WORK INSTRUCTIONS →
The response must reproduce every record in full.

• • •

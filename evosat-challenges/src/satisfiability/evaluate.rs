//! Clause evaluation shared by every search engine.
//!
//! All functions are pure and allocation-free. They index `variables` with
//! `|literal| - 1`, so callers pass clauses taken from a validated
//! [`Challenge`](super::Challenge) and an assignment of matching length.

#[inline]
pub fn literal_value(variables: &[bool], literal: i32) -> bool {
    debug_assert!(literal != 0);
    let var_idx = literal.unsigned_abs() as usize - 1;
    if literal < 0 {
        !variables[var_idx]
    } else {
        variables[var_idx]
    }
}

#[inline]
pub fn clause_satisfied(clause: &[i32], variables: &[bool]) -> bool {
    clause
        .iter()
        .any(|&literal| literal_value(variables, literal))
}

/// Number of satisfied clauses.
pub fn num_satisfied(clauses: &[Vec<i32>], variables: &[bool]) -> usize {
    clauses
        .iter()
        .filter(|clause| clause_satisfied(clause, variables))
        .count()
}

/// Sum of the weights of the satisfied clauses. `weights[i]` belongs to
/// `clauses[i]`.
pub fn weighted_score(clauses: &[Vec<i32>], weights: &[f64], variables: &[bool]) -> f64 {
    debug_assert_eq!(clauses.len(), weights.len());
    clauses
        .iter()
        .zip(weights)
        .filter(|(clause, _)| clause_satisfied(clause, variables))
        .map(|(_, &weight)| weight)
        .sum()
}

pub fn unsatisfied_clauses<'a>(
    clauses: &'a [Vec<i32>],
    variables: &'a [bool],
) -> impl Iterator<Item = usize> + 'a {
    clauses
        .iter()
        .enumerate()
        .filter(move |(_, clause)| !clause_satisfied(clause, variables))
        .map(|(idx, _)| idx)
}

• • •

SOLUTION →
filename evosat-challenges/src/satisfiability/evaluate.rs
//! Clause evaluation shared by every search engine.
//!
//! All functions are pure and allocation-free. They index `variables` with
//! `|literal| - 1`, so callers pass clauses taken from a validated
//! [`Challenge`](super::Challenge) and an assignment of matching length.

#[inline]
pub fn literal_value(variables: &[bool], literal: i32) -> bool {
    debug_assert!(literal != 0);
    let var_idx = literal.unsigned_abs() as usize - 1;
    if literal < 0 {
        !variables[var_idx]
    } else {
        variables[var_idx]
    }
}

#[inline]
pub fn clause_satisfied(clause: &[i32], variables: &[bool]) -> bool {
    clause
        .iter()
        .any(|&literal| literal_value(variables, literal))
}

/// Number of satisfied clauses.
pub fn num_satisfied(clauses: &[Vec<i32>], variables: &[bool]) -> usize {
    clauses
        .iter()
        .filter(|clause| clause_satisfied(clause, variables))
        .count()
}

/// Sum of the weights of the satisfied clauses. `weights[i]` belongs to
/// `clauses[i]`.
pub fn weighted_score(clauses: &[Vec<i32>], weights: &[f64], variables: &[bool]) -> f64 {
    debug_assert_eq!(clauses.len(), weights.len());
    clauses
        .iter()
        .zip(weights)
        .filter(|(clause, _)| clause_satisfied(clause, variables))
        .map(|(_, &weight)| weight)
        .sum()
}

pub fn unsatisfied_clauses<'a>(
    clauses: &'a [Vec<i32>],
    variables: &'a [bool],
) -> impl Iterator<Item = usize> + 'a {
    clauses
        .iter()
        .enumerate()
        .filter(move |(_, clause)| !clause_satisfied(clause, variables))
        .map(|(idx, _)| idx)
}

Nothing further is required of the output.